WHAT NEEDS TO BE DONE | Please transcribe the entries below without omitting a single character.

EXCERPTED DATA |
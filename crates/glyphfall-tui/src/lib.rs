//! Terminal frontend for glyphfall
//!
//! A thin shell over [`glyphfall_app::Driver`] that provides terminal-specific
//! I/O. All orchestration logic lives in the generic [`glyphfall_app::Runtime`].
//!
//! This crate only handles argument parsing, terminal input and rendering.

#![forbid(unsafe_code)]
#![deny(missing_docs)]

pub mod cli;
pub mod terminal;
pub mod ui;

pub use cli::Args;
pub use glyphfall_app::{App, AppAction, AppEvent, Driver, KeyInput, Runtime, Settings};
pub use terminal::{TerminalDriver, TerminalError};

RESPONSE FOR THIS EXERCISE |
filename crates/glyphfall-tui/src/lib.rs
//! Terminal frontend for glyphfall
//!
//! A thin shell over [`glyphfall_app::Driver`] that provides terminal-specific
//! I/O. All orchestration logic lives in the generic [`glyphfall_app::Runtime`].
//!
//! This crate only handles argument parsing, terminal input and rendering.

#![forbid(unsafe_code)]
#![deny(missing_docs)]

pub mod cli;
pub mod terminal;
pub mod ui;

pub use cli::Args;
pub use glyphfall_app::{App, AppAction, AppEvent, Driver, KeyInput, Runtime, Settings};
pub use terminal::{TerminalDriver, TerminalError};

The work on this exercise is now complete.